At the height of the Great Financial Crisis, China launched a Rmb4 trillion stimulus package to minimise the impact on its economy. A large portion was directed to fixed asset investments such as housing and infrastructure, prompting the country’s steel industry to expand its capacity significantly to meet the higher demand.

Fast forward to now, amid continued lacklustre exports to its western trading partners, the Chinese government has decided to steer the economy from an investment-led model to one that is consumption-based. For the steel industry, this change in fortune has pushed it into an over-capacity environment.

As shown in graph 1, despite steel price trending on a decline since the start of this year, steel production continued to scale new highs as new capacity comes online following expansion plans during the investment binge.

Graph 1: Production at new highs despite price trending down

In a recent interview with Shares Investment, Novo Group – a supply chain manager for the steel industry – shared insights from the ground. “Steel millers had purchased iron ores as raw materials for production at a higher cost. Now that steel price has fallen, their sales are translating into losses,” commented Novo’s group financial controller Raymond Chong.

For Novo, its business has likewise been impacted. For FY12, the company slipped into the red from profits of US$4.5 million to losses of US$1.9 million as turnover shrank 34.6 percent from US$501.6 million to US$327.8 million. Among its different segments, its core raw material business was hit hard as income fell 41.2 percent from US$377.4 million to US$222 million. “Steel millers are looking to cut production and demand for iron ore has declined. Activities are expected to remain low for the rest of the year,” said Chong. “For this period, we will be prudent and focus on back-to-back sales (whereby supply is only sourced after a deal is secured) as this allows us to control our inventories.”

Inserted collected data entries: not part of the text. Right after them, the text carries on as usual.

//! Verification of `COSE_Sign1` structures over the RFC 8152
//! `Sig_structure = ["Signature1", protected, external_aad, payload]`.

use coset::{iana, sig_structure_data, CoseSign1, SignatureContext};
use signature::Verifier;

use crate::cose::{protected_algorithm, MaybeTagged, SignatureAlgorithm, VerifierKey};

/// Errors that can occur when verifying a COSE_Sign1.
#[derive(Debug, thiserror::Error)]
pub enum Error {
    #[error("the COSE_Sign1 has an attached payload but a detached payload was provided")]
    DoublePayload,
    #[error("the COSE_Sign1 has a detached payload which was not provided")]
    NoPayload,
    #[error("signature did not match the structure expected by the verifier: {0}")]
    MalformedSignature(signature::Error),
    #[error("the alg header is absent")]
    NoAlgHeader,
    #[error("unsupported signature algorithm: {0:?}")]
    UnsupportedAlgorithm(coset::Algorithm),
}

/// Result with error type: [`Error`].
pub type Result<T, E = Error> = std::result::Result<T, E>;

/// Result for verification of a COSE_Sign1 or COSE_Mac0.
#[derive(Debug)]
pub enum VerificationResult {
    Success,
    Failure(String),
    Error(Error),
}

impl VerificationResult {
    /// `false` implies the signature is inauthentic or the verification
    /// algorithm encountered an error.
    pub fn is_success(&self) -> bool {
        matches!(self, VerificationResult::Success)
    }

    /// Translate to a std::result::Result, converting failure reasons and
    /// errors into a String.
    pub fn into_result(self) -> Result<(), String> {
        match self {
            VerificationResult::Success => Ok(()),
            VerificationResult::Failure(reason) => Err(reason),
            VerificationResult::Error(e) => Err(format!("{}", e)),
        }
    }
}

impl MaybeTagged<CoseSign1> {
    /// Verify that the signature of a COSE_Sign1 is authentic.
    pub fn verify<'a, V, S>(
        &'a self,
        verifier: &V,
        detached_payload: Option<&[u8]>,
        external_aad: Option<&[u8]>,
    ) -> VerificationResult
    where
        V: Verifier<S> + SignatureAlgorithm,
        S: TryFrom<&'a [u8]>,
        S::Error: Into<signature::Error>,
    {
        if let Some(alg) = protected_algorithm(&self.inner.protected) {
            if verifier.algorithm() != alg {
                return VerificationResult::Failure(
                    "algorithm in protected headers did not match verifier's algorithm".into(),
                );
            }
        }

        let payload = match (self.inner.payload.as_ref(), detached_payload) {
            (None, None) => return VerificationResult::Error(Error::NoPayload),
            (Some(attached), None) => attached,
            (None, Some(detached)) => detached,
            _ => return VerificationResult::Error(Error::DoublePayload),
        };

        let signature = match S::try_from(self.inner.signature.as_ref())
            .map_err(Into::into)
            .map_err(Error::MalformedSignature)
        {
            Ok(sig) => sig,
            Err(e) => return VerificationResult::Error(e),
        };

        let signature_payload = sig_structure_data(
            SignatureContext::CoseSign1,
            self.inner.protected.clone(),
            None,
            external_aad.unwrap_or_default(),
            payload,
        );

        match verifier.verify(&signature_payload, &signature) {
            Ok(()) => VerificationResult::Success,
            Err(e) => VerificationResult::Failure(format!("signature is not authentic: {}", e)),
        }
    }

    /// Verify against `key`, dispatching on the protected `alg` header.
    ///
    /// ECDSA signatures are fixed-width `r ‖ s`, not DER.
    pub fn verify_with_key(
        &self,
        key: &VerifierKey,
        detached_payload: Option<&[u8]>,
    ) -> VerificationResult {
        let alg = match protected_algorithm(&self.inner.protected) {
            Some(alg) => alg,
            None => match self.inner.protected.header.alg.clone() {
                Some(other) => return VerificationResult::Error(Error::UnsupportedAlgorithm(other)),
                None => return VerificationResult::Error(Error::NoAlgHeader),
            },
        };
        match alg {
            iana::Algorithm::ES256 | iana::Algorithm::ES384 | iana::Algorithm::ES512
            | iana::Algorithm::EdDSA => {}
            other => {
                return VerificationResult::Error(Error::UnsupportedAlgorithm(
                    coset::Algorithm::Assigned(other),
                ))
            }
        }
        match key {
            VerifierKey::P256(vk) => {
                self.verify::<_, p256::ecdsa::Signature>(vk, detached_payload, None)
            }
            VerifierKey::P384(vk) => {
                self.verify::<_, p384::ecdsa::Signature>(vk, detached_payload, None)
            }
            VerifierKey::P521(vk) => {
                self.verify::<_, p521::ecdsa::Signature>(vk, detached_payload, None)
            }
            VerifierKey::Ed25519(vk) => {
                self.verify::<_, ed25519_dalek::Signature>(vk, detached_payload, None)
            }
        }
    }
}

#[cfg(test)]
mod tests {
    use super::*;
    use crate::cbor;
    use hex::FromHex;
    use p256::ecdsa::{Signature, SigningKey, VerifyingKey};
    use p256::SecretKey;

    const RFC8392_KEY: &str = "6c1382765aec5358f117733d281c1c7bdc39884d04a45a1e6c67c858bc206c19";
    const RFC8392_COSE_SIGN1: &str = "d28443a10126a104524173796d6d657472696345434453413235365850a70175636f61703a2f2f61732e6578616d706c652e636f6d02656572696b77037818636f61703a2f2f6c696768742e6578616d706c652e636f6d041a5612aeb0051a5610d9f0061a5610d9f007420b7158405427c1ff28d23fbad1f29c4c7c6a555e601d6fa29f9179bc3d7438bacaca5acd08c8d4d4f96131680c429a01f85951ecee743a52b9b63632c57209120e1c9e30";

    #[test]
    fn verify_rfc8392_example() {
        let key = Vec::<u8>::from_hex(RFC8392_KEY).unwrap();
        let signer: SigningKey = SecretKey::from_slice(&key).unwrap().into();
        let verifier: VerifyingKey = (&signer).into();

        let bytes = Vec::<u8>::from_hex(RFC8392_COSE_SIGN1).unwrap();
        let sign1: MaybeTagged<coset::CoseSign1> =
            cbor::from_slice(&bytes).expect("failed to parse COSE_Sign1 from bytes");
        assert!(sign1.tagged);

        sign1
            .verify::<VerifyingKey, Signature>(&verifier, None, None)
            .into_result()
            .expect("COSE_Sign1 could not be verified");
    }

    #[test]
    fn verify_rfc8392_example_via_dispatch() {
        let key = Vec::<u8>::from_hex(RFC8392_KEY).unwrap();
        let signer: SigningKey = SecretKey::from_slice(&key).unwrap().into();
        let verifier = VerifierKey::P256((&signer).into());

        let bytes = Vec::<u8>::from_hex(RFC8392_COSE_SIGN1).unwrap();
        let sign1: MaybeTagged<coset::CoseSign1> = cbor::from_slice(&bytes).unwrap();
        assert!(sign1.verify_with_key(&verifier, None).is_success());
    }

    #[test]
    fn tampered_payload_fails() {
        let key = Vec::<u8>::from_hex(RFC8392_KEY).unwrap();
        let signer: SigningKey = SecretKey::from_slice(&key).unwrap().into();
        let verifier = VerifierKey::P256((&signer).into());

        let bytes = Vec::<u8>::from_hex(RFC8392_COSE_SIGN1).unwrap();
        let mut sign1: MaybeTagged<coset::CoseSign1> = cbor::from_slice(&bytes).unwrap();
        if let Some(payload) = sign1.inner.payload.as_mut() {
            payload[0] ^= 0xff;
        }
        assert!(!sign1.verify_with_key(&verifier, None).is_success());
    }

    #[test]
    fn detached_and_attached_payload_is_an_error() {
        let bytes = Vec::<u8>::from_hex(RFC8392_COSE_SIGN1).unwrap();
        let sign1: MaybeTagged<coset::CoseSign1> = cbor::from_slice(&bytes).unwrap();
        let key = Vec::<u8>::from_hex(RFC8392_KEY).unwrap();
        let signer: SigningKey = SecretKey::from_slice(&key).unwrap().into();
        let verifier: VerifyingKey = (&signer).into();
        let result = sign1.verify::<VerifyingKey, Signature>(&verifier, Some(b"detached"), None);
        assert!(matches!(
            result,
            VerificationResult::Error(Error::DoublePayload)
        ));
    }
}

Considering the challenges in the steel industry, Novo’s earlier decision to branch out into tinplate manufacturing could provide some support in the near future. Moreover, the group has recently extended into the food and beverage packaging as it sees an increasing gap between the demand for high quality processed food and beverage and supply of high-end tinplate products for the packaging of processed food and beverage. Specifically, it established a joint venture firm with Tianjin Yida Investment – a company that has experience in tinplate processing, can making, food packaging and manufacturing of food and beverage.

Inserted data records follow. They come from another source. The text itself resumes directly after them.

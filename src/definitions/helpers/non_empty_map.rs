use serde::{Deserialize, Serialize};
use std::{collections::BTreeMap, ops::Deref};

#[derive(Debug, Clone, Deserialize, Serialize, PartialEq, Eq)]
#[serde(try_from = "BTreeMap<K, V>", into = "BTreeMap<K, V>")]
pub struct NonEmptyMap<K: Ord + Eq + Clone, V: Clone>(BTreeMap<K, V>);

#[derive(Debug, thiserror::Error)]
pub enum Error {
    #[error("cannot construct a non-empty map from an empty map")]
    Empty,
}

impl<K: Ord + Eq + Clone, V: Clone> NonEmptyMap<K, V> {
    pub fn new(k: K, v: V) -> Self {
        let mut inner = BTreeMap::new();
        inner.insert(k, v);
        Self(inner)
    }

    pub fn maybe_new(m: BTreeMap<K, V>) -> Option<Self> {
        Self::try_from(m).ok()
    }

    pub fn insert(&mut self, k: K, v: V) -> Option<V> {
        self.0.insert(k, v)
    }

    pub fn into_inner(self) -> BTreeMap<K, V> {
        self.0
    }
}

impl<K: Ord + Eq + Clone, V: Clone> TryFrom<BTreeMap<K, V>> for NonEmptyMap<K, V> {
    type Error = Error;

    fn try_from(m: BTreeMap<K, V>) -> Result<NonEmptyMap<K, V>, Error> {
        if m.is_empty() {
            return Err(Error::Empty);
        }
        Ok(NonEmptyMap(m))
    }
}

impl<K: Ord + Eq + Clone, V: Clone> From<NonEmptyMap<K, V>> for BTreeMap<K, V> {
    fn from(NonEmptyMap(m): NonEmptyMap<K, V>) -> BTreeMap<K, V> {
        m
    }
}

impl<K: Ord + Eq + Clone, V: Clone> AsRef<BTreeMap<K, V>> for NonEmptyMap<K, V> {
    fn as_ref(&self) -> &BTreeMap<K, V> {
        &self.0
    }
}

impl<K: Ord + Eq + Clone, V: Clone> Deref for NonEmptyMap<K, V> {
    type Target = BTreeMap<K, V>;

    fn deref(&self) -> &BTreeMap<K, V> {
        &self.0
    }
}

On the tinplate manufacturing venture, which was first announced in May 2011, construction of a factory project in Jiangsu is near completion and commercial production is expected to begin before December this year. According to Chong, the factory will have an initial capacity of 150,000 metric tonnes and will be ramped up to 300,000 metric tonnes after phase two by 2013.

While there may be no sign of light in the tunnel for the China steel industry, Novo could perhaps find some glimmers from its new ventures.

With a long-standing interest in economics and finance, Daxx is the Senior Research Editor of Shares Investment.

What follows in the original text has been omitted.